> [TASK OBJECTIVE]: The output should be the records themselves, given again exactly.

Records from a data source

§ §

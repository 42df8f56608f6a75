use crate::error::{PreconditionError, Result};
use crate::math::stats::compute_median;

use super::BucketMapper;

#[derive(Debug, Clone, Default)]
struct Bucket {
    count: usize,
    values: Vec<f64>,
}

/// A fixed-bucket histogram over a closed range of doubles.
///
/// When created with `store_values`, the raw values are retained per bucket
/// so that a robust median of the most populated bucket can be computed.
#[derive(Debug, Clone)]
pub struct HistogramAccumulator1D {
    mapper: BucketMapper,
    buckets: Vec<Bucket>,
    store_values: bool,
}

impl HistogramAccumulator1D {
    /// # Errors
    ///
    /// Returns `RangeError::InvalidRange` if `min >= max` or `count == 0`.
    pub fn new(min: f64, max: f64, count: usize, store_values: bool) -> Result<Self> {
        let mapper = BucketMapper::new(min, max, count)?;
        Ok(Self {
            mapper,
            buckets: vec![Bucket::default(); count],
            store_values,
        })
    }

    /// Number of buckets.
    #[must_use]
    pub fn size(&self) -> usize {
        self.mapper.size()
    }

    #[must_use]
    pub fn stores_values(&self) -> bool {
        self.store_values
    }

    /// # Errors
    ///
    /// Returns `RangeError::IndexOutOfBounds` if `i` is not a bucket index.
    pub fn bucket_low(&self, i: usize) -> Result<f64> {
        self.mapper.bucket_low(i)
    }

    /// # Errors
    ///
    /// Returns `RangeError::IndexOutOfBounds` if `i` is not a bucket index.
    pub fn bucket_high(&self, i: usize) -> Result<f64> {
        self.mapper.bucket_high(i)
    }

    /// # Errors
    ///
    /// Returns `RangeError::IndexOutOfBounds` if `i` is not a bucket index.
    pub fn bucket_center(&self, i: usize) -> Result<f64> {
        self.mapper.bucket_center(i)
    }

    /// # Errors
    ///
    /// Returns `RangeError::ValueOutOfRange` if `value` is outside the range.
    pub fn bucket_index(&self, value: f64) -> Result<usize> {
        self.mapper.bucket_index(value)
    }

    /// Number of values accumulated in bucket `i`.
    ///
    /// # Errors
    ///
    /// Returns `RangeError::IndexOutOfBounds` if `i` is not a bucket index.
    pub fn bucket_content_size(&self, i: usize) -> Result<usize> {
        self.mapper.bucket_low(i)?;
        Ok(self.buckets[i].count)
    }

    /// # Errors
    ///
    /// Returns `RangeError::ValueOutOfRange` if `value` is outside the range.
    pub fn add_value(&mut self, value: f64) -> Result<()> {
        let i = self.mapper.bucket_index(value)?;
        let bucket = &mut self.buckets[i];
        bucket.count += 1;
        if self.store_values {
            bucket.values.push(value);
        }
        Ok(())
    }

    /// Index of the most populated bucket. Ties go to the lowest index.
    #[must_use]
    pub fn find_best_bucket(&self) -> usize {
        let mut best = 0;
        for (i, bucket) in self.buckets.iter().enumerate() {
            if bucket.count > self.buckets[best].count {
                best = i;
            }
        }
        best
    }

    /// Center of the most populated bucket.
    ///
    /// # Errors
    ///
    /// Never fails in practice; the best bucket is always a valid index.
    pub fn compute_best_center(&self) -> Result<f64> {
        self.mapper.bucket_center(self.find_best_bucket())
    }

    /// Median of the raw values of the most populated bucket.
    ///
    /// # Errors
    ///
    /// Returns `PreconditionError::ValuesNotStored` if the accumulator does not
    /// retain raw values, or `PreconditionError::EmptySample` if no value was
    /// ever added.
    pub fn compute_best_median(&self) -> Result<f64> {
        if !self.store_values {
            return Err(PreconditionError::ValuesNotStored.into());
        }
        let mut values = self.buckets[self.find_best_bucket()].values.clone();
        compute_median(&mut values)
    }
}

§ §

> [RESPONSE]:
repository 42df8f56608f6a75
use crate::error::{PreconditionError, Result};
use crate::math::stats::compute_median;

use super::BucketMapper;

#[derive(Debug, Clone, Default)]
struct Bucket {
    count: usize,
    values: Vec<f64>,
}

/// A fixed-bucket histogram over a closed range of doubles.
///
/// When created with `store_values`, the raw values are retained per bucket
/// so that a robust median of the most populated bucket can be computed.
#[derive(Debug, Clone)]
pub struct HistogramAccumulator1D {
    mapper: BucketMapper,
    buckets: Vec<Bucket>,
    store_values: bool,
}

impl HistogramAccumulator1D {
    /// # Errors
    ///
    /// Returns `RangeError::InvalidRange` if `min >= max` or `count == 0`.
    pub fn new(min: f64, max: f64, count: usize, store_values: bool) -> Result<Self> {
        let mapper = BucketMapper::new(min, max, count)?;
        Ok(Self {
            mapper,
            buckets: vec![Bucket::default(); count],
            store_values,
        })
    }

    /// Number of buckets.
    #[must_use]
    pub fn size(&self) -> usize {
        self.mapper.size()
    }

    #[must_use]
    pub fn stores_values(&self) -> bool {
        self.store_values
    }

    /// # Errors
    ///
    /// Returns `RangeError::IndexOutOfBounds` if `i` is not a bucket index.
    pub fn bucket_low(&self, i: usize) -> Result<f64> {
        self.mapper.bucket_low(i)
    }

    /// # Errors
    ///
    /// Returns `RangeError::IndexOutOfBounds` if `i` is not a bucket index.
    pub fn bucket_high(&self, i: usize) -> Result<f64> {
        self.mapper.bucket_high(i)
    }

    /// # Errors
    ///
    /// Returns `RangeError::IndexOutOfBounds` if `i` is not a bucket index.
    pub fn bucket_center(&self, i: usize) -> Result<f64> {
        self.mapper.bucket_center(i)
    }

    /// # Errors
    ///
    /// Returns `RangeError::ValueOutOfRange` if `value` is outside the range.
    pub fn bucket_index(&self, value: f64) -> Result<usize> {
        self.mapper.bucket_index(value)
    }

    /// Number of values accumulated in bucket `i`.
    ///
    /// # Errors
    ///
    /// Returns `RangeError::IndexOutOfBounds` if `i` is not a bucket index.
    pub fn bucket_content_size(&self, i: usize) -> Result<usize> {
        self.mapper.bucket_low(i)?;
        Ok(self.buckets[i].count)
    }

    /// # Errors
    ///
    /// Returns `RangeError::ValueOutOfRange` if `value` is outside the range.
    pub fn add_value(&mut self, value: f64) -> Result<()> {
        let i = self.mapper.bucket_index(value)?;
        let bucket = &mut self.buckets[i];
        bucket.count += 1;
        if self.store_values {
            bucket.values.push(value);
        }
        Ok(())
    }

    /// Index of the most populated bucket. Ties go to the lowest index.
    #[must_use]
    pub fn find_best_bucket(&self) -> usize {
        let mut best = 0;
        for (i, bucket) in self.buckets.iter().enumerate() {
            if bucket.count > self.buckets[best].count {
                best = i;
            }
        }
        best
    }

    /// Center of the most populated bucket.
    ///
    /// # Errors
    ///
    /// Never fails in practice; the best bucket is always a valid index.
    pub fn compute_best_center(&self) -> Result<f64> {
        self.mapper.bucket_center(self.find_best_bucket())
    }

    /// Median of the raw values of the most populated bucket.
    ///
    /// # Errors
    ///
    /// Returns `PreconditionError::ValuesNotStored` if the accumulator does not
    /// retain raw values, or `PreconditionError::EmptySample` if no value was
    /// ever added.
    pub fn compute_best_median(&self) -> Result<f64> {
        if !self.store_values {
            return Err(PreconditionError::ValuesNotStored.into());
        }
        let mut values = self.buckets[self.find_best_bucket()].values.clone();
        compute_median(&mut values)
    }
}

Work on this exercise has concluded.